Normally by now I'm writing up my goals for this year and booking things in my calendar. This year I'm not feeling it.
Of course, March weather is notoriously unpredictable. We've had both the warmest and coldest weather this month.
|This ride started out sunny, then this happened and a|
few minutes later it was a blizzard. Then it was sunny.
Carmen thought I was being foolish
Reading this over, I realize this makes it sound like I'm depressed. But the truth is that I'm really not. I actually feel like I'm in a pretty good place. What I'm not feeling is the pressure to achieve. At least not the way I used to.
Last year I experimented quite a bit with Carmen and I think that it really helped us. In my riding I'm feeling pretty in control emotionally, physically and with my attention. That has been requiring me to focus on being in control not controlling. I am not sure I would have even know there was a difference when it came to riding.
|This is my favourite view|
I've been playing with liberty too. Pretty much every ride I do groundwork and then take off her halter and work with her free. Once she left me to go where Irish was.
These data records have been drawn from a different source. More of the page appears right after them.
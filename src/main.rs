use clap::Parser;
use mytask::cli::commands::Cli;
use mytask::cli::logging::init_tracing;
use mytask::io::config_io::{default_config_path, read_config, resolve_data_dir};

/// Log file name inside the data directory
const LOG_FILE: &str = "mytask.log";

fn main() {
    let cli = Cli::parse();

    if let Err(e) = run(cli) {
        eprintln!("error: {}", e);
        std::process::exit(1);
    }
}

fn run(cli: Cli) -> Result<(), Box<dyn std::error::Error>> {
    let config = match cli.config.clone().or_else(default_config_path) {
        Some(path) => read_config(&path)?,
        None => Default::default(),
    };
    let data_dir = resolve_data_dir(cli.data_dir.as_deref(), &config);

    // Logging is best effort
    if let Err(e) = init_tracing(cli.verbose, cli.quiet, &data_dir.join(LOG_FILE)) {
        eprintln!("warning: {}", e);
    }

    mytask::tui::run(&data_dir, &config)
}
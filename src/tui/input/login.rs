use crossterm::event::{KeyCode, KeyEvent};
use tracing::debug;

use crate::tui::app::App;

pub(super) fn handle_login(app: &mut App, key: KeyEvent) {
    match key.code {
        KeyCode::Enter => {
            let email = app.login_input.value().to_string();
            if let Err(e) = app.ctl.login(&email) {
                debug!(error = %e, "login rejected");
                app.login_error = Some(e.to_string());
                app.notify(e.to_string());
            }
        }
        KeyCode::Esc => app.should_quit = true,
        _ => {
            if app.login_input.handle_key(key) {
                app.login_error = None;
            }
        }
    }
}
pub mod commands;
pub mod logging;
pub mod text;
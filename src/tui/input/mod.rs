mod confirm;
mod home;
mod login;
mod note;
mod tag;

use crossterm::event::{KeyCode, KeyEvent, KeyModifiers};

use crate::model::Screen;

use super::app::App;

use confirm::{handle_confirm, handle_notice};
use home::handle_home;
use login::handle_login;
use note::handle_note;
use tag::handle_tag;

/// Handle a key event on the current screen
pub fn handle_key(app: &mut App, key: KeyEvent) {
    // Ignore bare modifier key presses (Shift, Ctrl, Alt, etc.)
    if matches!(key.code, KeyCode::Modifier(_)) {
        return;
    }

    if key.modifiers.contains(KeyModifiers::CONTROL) && key.code == KeyCode::Char('c') {
        app.should_quit = true;
        return;
    }

    // Overlays intercept all input
    if app.notice.is_some() {
        handle_notice(app, key);
    } else if app.confirm.is_some() {
        handle_confirm(app, key);
    } else if key.modifiers.contains(KeyModifiers::ALT) && key.code == KeyCode::Left {
        app.ctl.go_back();
    } else {
        match app.ctl.screen() {
            Screen::Login => handle_login(app, key),
            Screen::Welcome => handle_welcome(app, key),
            Screen::Home => handle_home(app, key),
            Screen::EditNote => handle_note(app, key),
            Screen::EditTag => handle_tag(app, key),
        }
    }

    app.settle();
}

/// The welcome screen only waits for its timer
fn handle_welcome(app: &mut App, key: KeyEvent) {
    if key.code == KeyCode::Char('q') {
        app.should_quit = true;
    }
}
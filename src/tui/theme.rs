use ratatui::style::Color;

use crate::model::UiConfig;

/// Parsed color theme for the TUI
#[derive(Debug, Clone)]
pub struct Theme {
    pub background: Color,
    pub text: Color,
    pub text_bright: Color,
    pub highlight: Color,
    pub dim: Color,
    pub red: Color,
    pub green: Color,
    pub selection_bg: Color,
    pub selection_border: Color,
}

impl Default for Theme {
    fn default() -> Self {
        Theme {
            background: Color::Rgb(0x0F, 0x17, 0x2A),
            text: Color::Rgb(0xCB, 0xD5, 0xE1),
            text_bright: Color::Rgb(0xFF, 0xFF, 0xFF),
            highlight: Color::Rgb(0xFF, 0x5E, 0x78),
            dim: Color::Rgb(0x64, 0x74, 0x8B),
            red: Color::Rgb(0xEF, 0x44, 0x44),
            green: Color::Rgb(0x14, 0xB8, 0xA6),
            selection_bg: Color::Rgb(0x1E, 0x29, 0x3B),
            selection_border: Color::Rgb(0xFF, 0x5E, 0x78),
        }
    }
}

/// Parse a hex color string like "#FF5E78" into an RGB Color
pub(crate) fn parse_hex_color(hex: &str) -> Option<Color> {
    let hex = hex.strip_prefix('#')?;
    if hex.len() != 6 || !hex.is_ascii() {
        return None;
    }
    let r = u8::from_str_radix(&hex[0..2], 16).ok()?;
    let g = u8::from_str_radix(&hex[2..4], 16).ok()?;
    let b = u8::from_str_radix(&hex[4..6], 16).ok()?;
    Some(Color::Rgb(r, g, b))
}

impl Theme {
    /// Create a theme from the UI config, falling back to defaults
    pub fn from_config(ui: &UiConfig) -> Self {
        let mut theme = Theme::default();

        for (key, value) in &ui.colors {
            let Some(color) = parse_hex_color(value) else {
                tracing::warn!(key = %key, value = %value, "ignoring invalid theme color");
                continue;
            };
            match key.as_str() {
                "background" => theme.background = color,
                "text" => theme.text = color,
                "text_bright" => theme.text_bright = color,
                "highlight" => theme.highlight = color,
                "dim" => theme.dim = color,
                "red" => theme.red = color,
                "green" => theme.green = color,
                "selection_bg" => theme.selection_bg = color,
                "selection_border" => theme.selection_border = color,
                _ => tracing::warn!(key = %key, "unknown theme color"),
            }
        }

        theme
    }

    /// Color of a tag chip, falling back to text color when the stored
    /// color is not `#RRGGBB`
    pub fn tag_color(&self, color: &str) -> Color {
        parse_hex_color(color).unwrap_or(self.text)
    }
}
use chrono::Utc;

/// Current wall-clock time in milliseconds, the basis for new ids
pub fn now_millis() -> i64 {
    Utc::now().timestamp_millis()
}

/// Next id for a collection: the creation timestamp, bumped past every
/// numeric id already present so ids stay unique and increasing even when
/// two items are created within the same millisecond.
///
/// Stored ids are arbitrary strings. When the largest numeric one leaves no
/// room above it, the id becomes `<now>-<n>` with the first free `n`.
pub fn next_id<'a>(existing: impl IntoIterator<Item = &'a str>, now_ms: i64) -> String {
    let existing: Vec<&str> = existing.into_iter().collect();
    let now = i128::from(now_ms);
    let max = existing
        .iter()
        .filter_map(|id| id.parse::<i128>().ok())
        .max();
    match max {
        Some(m) if m >= now => match m.checked_add(1) {
            Some(next) => next.to_string(),
            None => suffixed_id(&existing, now_ms),
        },
        _ => now_ms.to_string(),
    }
}

fn suffixed_id(existing: &[&str], now_ms: i64) -> String {
    (1u64..)
        .map(|n| format!("{}-{}", now_ms, n))
        .find(|candidate| !existing.contains(&candidate.as_str()))
        .unwrap_or_else(|| now_ms.to_string())
}

#[cfg(test)]
mod tests {
    use super::*;

    #[test]
    fn uses_timestamp_when_free() {
        assert_eq!(next_id(["1", "2"], 1_700_000_000_000), "1700000000000");
        assert_eq!(next_id([], 42), "42");
    }

    #[test]
    fn bumps_past_collisions() {
        assert_eq!(next_id(["100"], 100), "101");
        assert_eq!(next_id(["100", "250"], 120), "251");
    }

    #[test]
    fn bumps_past_the_largest_stored_id() {
        let max = i64::MAX.to_string();
        assert_eq!(next_id([max.as_str()], 100), "9223372036854775808");
    }

    #[test]
    fn falls_back_to_suffix_when_no_room_is_left() {
        let max = i128::MAX.to_string();
        assert_eq!(next_id([max.as_str()], 5), "5-1");
        assert_eq!(next_id([max.as_str(), "5-1"], 5), "5-2");
    }

    #[test]
    fn ignores_non_numeric_ids() {
        assert_eq!(next_id(["abc", "x-9"], 7), "7");
    }
}
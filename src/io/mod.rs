pub mod config_io;
pub mod records;
pub mod storage;
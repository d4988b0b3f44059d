use std::collections::HashMap;
use std::fs;
use std::io::Write;
use std::path::{Path, PathBuf};

use tempfile::NamedTempFile;
use tracing::debug;

/// Error type for key-value storage
#[derive(Debug, thiserror::Error)]
pub enum StorageError {
    #[error("could not read {path}: {source}")]
    ReadError {
        path: PathBuf,
        source: std::io::Error,
    },
    #[error("could not write {path}: {source}")]
    WriteError {
        path: PathBuf,
        source: std::io::Error,
    },
    #[error("invalid storage key: {0:?}")]
    InvalidKey(String),
    #[error("io error: {0}")]
    IoError(#[from] std::io::Error),
}

/// A string-keyed store of string values
pub trait KeyValueStore {
    fn get(&self, key: &str) -> Result<Option<String>, StorageError>;
    fn set(&mut self, key: &str, value: &str) -> Result<(), StorageError>;
    fn remove(&mut self, key: &str) -> Result<(), StorageError>;
}

impl<S: KeyValueStore + ?Sized> KeyValueStore for Box<S> {
    fn get(&self, key: &str) -> Result<Option<String>, StorageError> {
        (**self).get(key)
    }

    fn set(&mut self, key: &str, value: &str) -> Result<(), StorageError> {
        (**self).set(key, value)
    }

    fn remove(&mut self, key: &str) -> Result<(), StorageError> {
        (**self).remove(key)
    }
}

/// One file per key (`<key>.json`) inside a data directory.
/// Writes go through a temp file and a rename so a crash never leaves a
/// half-written record behind.
#[derive(Debug, Clone)]
pub struct FileStore {
    dir: PathBuf,
}

impl FileStore {
    /// Open (creating if needed) a store rooted at `dir`
    pub fn open(dir: &Path) -> Result<Self, StorageError> {
        fs::create_dir_all(dir).map_err(|e| StorageError::WriteError {
            path: dir.to_path_buf(),
            source: e,
        })?;
        debug!(dir = %dir.display(), "opened file store");
        Ok(FileStore {
            dir: dir.to_path_buf(),
        })
    }

    pub fn dir(&self) -> &Path {
        &self.dir
    }

    fn path_for(&self, key: &str) -> Result<PathBuf, StorageError> {
        let valid = !key.is_empty()
            && key
                .chars()
                .all(|c| c.is_ascii_alphanumeric() || c == '_' || c == '-');
        if !valid {
            return Err(StorageError::InvalidKey(key.to_string()));
        }
        Ok(self.dir.join(format!("{}.json", key)))
    }
}

impl KeyValueStore for FileStore {
    fn get(&self, key: &str) -> Result<Option<String>, StorageError> {
        let path = self.path_for(key)?;
        match fs::read_to_string(&path) {
            Ok(content) => Ok(Some(content)),
            Err(e) if e.kind() == std::io::ErrorKind::NotFound => Ok(None),
            Err(e) => Err(StorageError::ReadError { path, source: e }),
        }
    }

    fn set(&mut self, key: &str, value: &str) -> Result<(), StorageError> {
        let path = self.path_for(key)?;
        let mut temp = NamedTempFile::new_in(&self.dir)?;
        temp.write_all(value.as_bytes())?;
        temp.flush()?;
        temp.persist(&path).map_err(|e| StorageError::WriteError {
            path: path.clone(),
            source: e.error,
        })?;
        debug!(key, bytes = value.len(), "stored record");
        Ok(())
    }

    fn remove(&mut self, key: &str) -> Result<(), StorageError> {
        let path = self.path_for(key)?;
        match fs::remove_file(&path) {
            Ok(()) => Ok(()),
            Err(e) if e.kind() == std::io::ErrorKind::NotFound => Ok(()),
            Err(e) => Err(StorageError::WriteError { path, source: e }),
        }
    }
}

/// In-memory store, used for tests and throwaway sessions
#[derive(Debug, Clone, Default)]
pub struct MemoryStore {
    values: HashMap<String, String>,
}

impl MemoryStore {
    pub fn new() -> Self {
        Self::default()
    }

    /// Pre-seed a value
    pub fn with(mut self, key: &str, value: &str) -> Self {
        self.values.insert(key.to_string(), value.to_string());
        self
    }
}

impl KeyValueStore for MemoryStore {
    fn get(&self, key: &str) -> Result<Option<String>, StorageError> {
        Ok(self.values.get(key).cloned())
    }

    fn set(&mut self, key: &str, value: &str) -> Result<(), StorageError> {
        self.values.insert(key.to_string(), value.to_string());
        Ok(())
    }

    fn remove(&mut self, key: &str) -> Result<(), StorageError> {
        self.values.remove(key);
        Ok(())
    }
}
I let her go and encouraged her to keep working and when I offered her to rest (after a couple circles) she quite happily came up to me. I do hope to connect with a clinician who does this and learn things. Because right now I am fully aware that I don't know what I don't know.
I think that the goals I have this year is to explore our relationship and see where we go. And to see how that impacts on our dressage stuff.
I may show. I might do a couple clinics (I did sign up for another obstacle clinic). I will definitely go and visit Karen for a weekend.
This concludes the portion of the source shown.